There are many options between war and appeasement. One of these involves a calculation of whether Iran will eventually acquire nukes if it really, really wants them. If one believes that despite the course of action Sy Hersh has written about that Iran will one day end up with nukes — then a pissed-off, hostile-to-America, democratically legitimate, nuclear weapons nation is the worst outcome.

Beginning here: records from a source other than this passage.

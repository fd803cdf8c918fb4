#![forbid(unsafe_code)]

//! Typed translation bundle: one per language, identical shape everywhere.
//!
//! Bundles are deserialized from JSON after the fallback merge in
//! [`crate::catalog`], so every field is present by the time it reaches
//! these types. `Default` yields an entirely empty bundle, which sections
//! treat as "render nothing".

use serde::{Deserialize, Serialize};

#[derive(Debug, Clone, Default, PartialEq, Serialize, Deserialize)]
#[serde(rename_all = "camelCase")]
pub struct TranslationBundle {
    pub site_title: String,
    pub site_description: String,
    pub nav: NavTranslations,
    pub book_table: String,
    pub phone: String,
    pub hero: HeroTranslations,
    pub about: AboutTranslations,
    pub menu: MenuTranslations,
    pub benefits: BenefitsTranslations,
    pub stats: StatsTranslations,
    pub contact: ContactTranslations,
    pub footer: FooterTranslations,
    pub full_menu: FullMenuTranslations,
    pub testimonials: TestimonialsTranslations,
    pub faq: FaqTranslations,
}

#[derive(Debug, Clone, Default, PartialEq, Serialize, Deserialize)]
#[serde(rename_all = "camelCase")]
pub struct NavTranslations {
    pub about: String,
    pub menu: String,
    pub reservations: String,
    pub benefits: String,
    pub gallery: String,
    pub contact: String,
}

#[derive(Debug, Clone, Default, PartialEq, Serialize, Deserialize)]
#[serde(rename_all = "camelCase")]
pub struct HeroTranslations {
    pub subtitle: String,
    pub cta: String,
    pub image_alt: String,
}

#[derive(Debug, Clone, Default, PartialEq, Serialize, Deserialize)]
#[serde(rename_all = "camelCase")]
pub struct AboutTranslations {
    pub title1: String,
    pub title2: String,
    pub quote: String,
    pub description: String,
    pub portfolio_alts: Vec<String>,
}

#[derive(Debug, Clone, Default, PartialEq, Serialize, Deserialize)]
#[serde(rename_all = "camelCase")]
pub struct ServiceTranslation {
    pub icon_name: String,
    pub title: String,
    pub description: String,
}

#[derive(Debug, Clone, Default, PartialEq, Serialize, Deserialize)]
#[serde(rename_all = "camelCase")]
pub struct MenuTranslations {
    pub title: String,
    pub description: String,
    pub cta: String,
    pub view_full_menu: String,
    pub title_line1: String,
    pub title_line2_italic: String,
    pub services: Vec<ServiceTranslation>,
}

#[derive(Debug, Clone, Default, PartialEq, Serialize, Deserialize)]
#[serde(rename_all = "camelCase")]
pub struct BenefitsTranslations {
    pub title: String,
    pub description: String,
    pub cta: String,
}

#[derive(Debug, Clone, Default, PartialEq, Serialize, Deserialize)]
#[serde(rename_all = "camelCase")]
pub struct StatsTranslations {
    pub from_year: String,
    pub years: String,
    pub reviews: String,
    pub customers: String,
}

impl StatsTranslations {
    /// Label for the stat at `index` in the stats block.
    ///
    /// The block has a fixed order: founding year, years of experience,
    /// reviews, customers. Indices past the end reuse the last label.
    #[must_use]
    pub fn label_at(&self, index: usize) -> &str {
        match index {
            0 => &self.from_year,
            1 => &self.years,
            2 => &self.reviews,
            _ => &self.customers,
        }
    }
}

#[derive(Debug, Clone, Default, PartialEq, Serialize, Deserialize)]
#[serde(rename_all = "camelCase")]
pub struct ContactTranslations {
    pub title: String,
    pub address: String,
    pub hours: String,
}

#[derive(Debug, Clone, Default, PartialEq, Serialize, Deserialize)]
#[serde(rename_all = "camelCase")]
pub struct FooterTranslations {
    pub tagline: String,
    pub copyright: String,
    pub navigation_label: String,
    pub social_label: String,
    pub accessibility_statement: String,
}

#[derive(Debug, Clone, Default, PartialEq, Serialize, Deserialize)]
#[serde(rename_all = "camelCase")]
pub struct FullMenuTranslations {
    pub close: String,
    pub book_table: String,
    pub section_title: String,
    pub meat_note: String,
    pub back: String,
    pub per_diner: String,
    pub or: String,
    pub categories_label: String,
    pub price_per_item: String,
    pub price_per_weight: String,
}

#[derive(Debug, Clone, Default, PartialEq, Serialize, Deserialize)]
#[serde(rename_all = "camelCase")]
pub struct TestimonialItem {
    pub id: String,
    pub name: String,
    pub role: String,
    pub quote: String,
    pub rating: f32,
}

#[derive(Debug, Clone, Default, PartialEq, Serialize, Deserialize)]
#[serde(rename_all = "camelCase")]
pub struct TestimonialsTranslations {
    pub subtitle: String,
    pub title_regular: String,
    pub title_italic: String,
    pub items: Vec<TestimonialItem>,
}

#[derive(Debug, Clone, Default, PartialEq, Serialize, Deserialize)]
#[serde(rename_all = "camelCase")]
pub struct FaqItem {
    pub id: String,
    pub question: String,
    pub answer: String,
}

#[derive(Debug, Clone, Default, PartialEq, Serialize, Deserialize)]
#[serde(rename_all = "camelCase")]
pub struct FaqTranslations {
    pub subtitle: String,
    pub title_regular: String,
    pub title_italic: String,
    pub cta_text: String,
    pub cta_button_text: String,
    pub faqs: Vec<FaqItem>,
}
impl RevealScheduler {
    #[must_use]
    pub fn new() -> Self {
        Self::default()
    }

    fn next(&mut self) -> u64 {
        self.next_id += 1;
        self.next_id
    }

    pub fn open_scope(&mut self, name: impl Into<String>) -> ScopeId {
        let id = ScopeId(self.next());
        let name = name.into();
        debug!(scope = %name, "reveal scope opened");
        self.scopes.insert(
            id,
            ScopeEntry {
                name,
                targets: BTreeSet::new(),
            },
        );
        id
    }

    #[must_use]
    pub fn is_live(&self, scope: ScopeId) -> bool {
        self.scopes.contains_key(&scope)
    }

    /// Register a reveal. The `from` frame of each tween is applied at
    /// once so the element stays hidden until it fires.
    pub fn register(
        &mut self,
        scope: ScopeId,
        spec: RevealSpec,
        styles: &mut StyleBook,
    ) -> Option<ObserverId> {
        let id = ObserverId(self.next());
        let entry = self.scopes.get_mut(&scope)?;
        if let RevealAction::Animate(tweens) = &spec.action {
            for tween in tweens {
                entry.targets.insert(tween.target.clone());
                styles.apply(&tween.target, &tween.from);
            }
        }
        trace!(trigger = %spec.trigger, "reveal registered");
        self.observers.push(Observer { id, scope, spec });
        Some(id)
    }

    /// Add a scroll-linked track. Returns `false` if the scope is gone.
    pub fn add_track(&mut self, scope: ScopeId, track: ParallaxTrack) -> bool {
        let Some(entry) = self.scopes.get_mut(&scope) else {
            return false;
        };
        entry.targets.insert(track.target.clone());
        self.tracks.push((scope, track));
        true
    }

    /// Fire every pending observer whose start position is reached.
    pub fn observe(
        &mut self,
        now: Duration,
        viewport: &Viewport,
        layout: &LayoutMap,
    ) -> ObserveOutcome {
        let mut outcome = ObserveOutcome::default();
        let mut fired = Vec::new();
        self.observers.retain_mut(|obs| {
            let reached = layout
                .get(&obs.spec.trigger)
                .is_some_and(|bx| obs.spec.start.reached(bx, viewport));
            if reached {
                let action =
                    std::mem::replace(&mut obs.spec.action, RevealAction::Animate(Vec::new()));
                fired.push((obs.scope, action, obs.spec.trigger.clone()));
            }
            !reached
        });
        for (scope, action, trigger) in fired {
            outcome.fired += 1;
            debug!(trigger = %trigger, "reveal fired");
            match action {
                RevealAction::Animate(tweens) => {
                    self.tweens.extend(tweens.into_iter().map(|tween| ActiveTween {
                        scope,
                        tween,
                        started_at: now,
                    }));
                }
                RevealAction::Signal(name) => outcome.signals.push(name),
            }
        }
        outcome
    }

    /// Advance running tweens to `now`, writing their frames into `styles`.
    pub fn advance(&mut self, now: Duration, styles: &mut StyleBook) {
        self.tweens.retain(|active| {
            let elapsed = now.saturating_sub(active.started_at);
            let (frame, done) = active.tween.sample(elapsed);
            styles.apply(&active.tween.target, &frame);
            !done
        });
    }

    /// Evaluate every track against the current scroll position.
    pub fn scroll_tracks(&self, viewport: &Viewport, layout: &LayoutMap, styles: &mut StyleBook) {
        for (_, track) in &self.tracks {
            if let Some(bx) = layout.get(&track.trigger) {
                let mut patch = StyleFrame::new();
                patch.set_scalar(track.prop, track.value_at(bx, viewport));
                styles.apply(&track.target, &patch);
            }
        }
    }

    /// Tear down a scope. Returns `false` if it was already disposed or unknown.
    pub fn dispose_scope(&mut self, scope: ScopeId, styles: &mut StyleBook) -> bool {
        let Some(entry) = self.scopes.remove(&scope) else {
            return false;
        };
        for target in entry.targets {
            styles.remove(&target);
        }
        debug!(scope = %entry.name, "reveal scope disposed");
        self.observers.retain(|o| o.scope != scope);
        self.tweens.retain(|t| t.scope != scope);
        self.tracks.retain(|(s, _)| *s != scope);
        true
    }

    /// Drop a pending observer before it fires. Returns `false` if it
    /// already fired or its scope was disposed.
    pub fn cancel(&mut self, id: ObserverId) -> bool {
        let before = self.observers.len();
        self.observers.retain(|o| o.id != id);
        self.observers.len() != before
    }

    #[must_use]
    pub fn scope_count(&self) -> usize {
        self.scopes.len()
    }

    #[must_use]
    pub fn pending_observers(&self) -> usize {
        self.observers.len()
    }

    #[must_use]
    pub fn pending_in(&self, scope: ScopeId) -> usize {
        self.observers.iter().filter(|o| o.scope == scope).count()
    }

    #[must_use]
    pub fn active_tweens(&self) -> usize {
        self.tweens.len()
    }

    #[must_use]
    pub fn track_count(&self) -> usize {
        self.tracks.len()
    }

    /// Whether anything still needs frames.
    #[must_use]
    pub fn is_animating(&self) -> bool {
        !self.tweens.is_empty()
    }
}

Clemons’ point about democratic legitimacy is worth noting.  Asked to identify “the biggest surprise for the United States” of a democratic Iran, Daniel Byman wrote in the June 2005 Atlantic Monthly that “A peaceful and democratic Iran would still want a nuke (though the right carrots might dissuade it from pursuing one).”

That is more hopeful than Boot’s outlook — and many suggest that pursuing such a bombing campaign would undermine the already weak opposition and block any opening for change.

Published March 19th, 2006 by Future Atlas

Living with a nuclear Iran

David E. Sanger, writing in the NYT, considers whether the world might “learn to live with a nuclear Iran.”

Key points:

  • “The reality is that most of us think the Iranians are probably going to get a weapon, or the technology to make one, sooner or later.  The optimists around here just hope we can delay the day by 10 or 20 years, and that by that time we’ll have a different relationship with a different Iranian government.” — Bush administration official
  • As a state, Iran could be deterred, some think.
  • Egypt and Saudi Arabia might seek their own nuclear weapons, but the West could dissuade them.
  • Nuclear weapons would make Iran “the dominant regional power in the Middle East,” possibly “as powerful as Israel.”
  • Iran doesn’t have to build a bomb; it merely needs people to believe that it can do so quickly.
  • The US has said that it cannot “tolerate” a nuclear North Korea, but it is already doing just that.
  • Containment might work with Iran, but Iran’s going nuclear would trigger “a world of proliferation like we have not seen before,” according to Brent Scowcroft.

Sanger suggests that this is worth thinking about because all other options might be worse.  That seems to be case with military options:

  • Airstrikes might or might not delay an Iranian nuclear arms program.
  • An American invasion would likely end in defeat, leaving Iran bitter and militant for decades.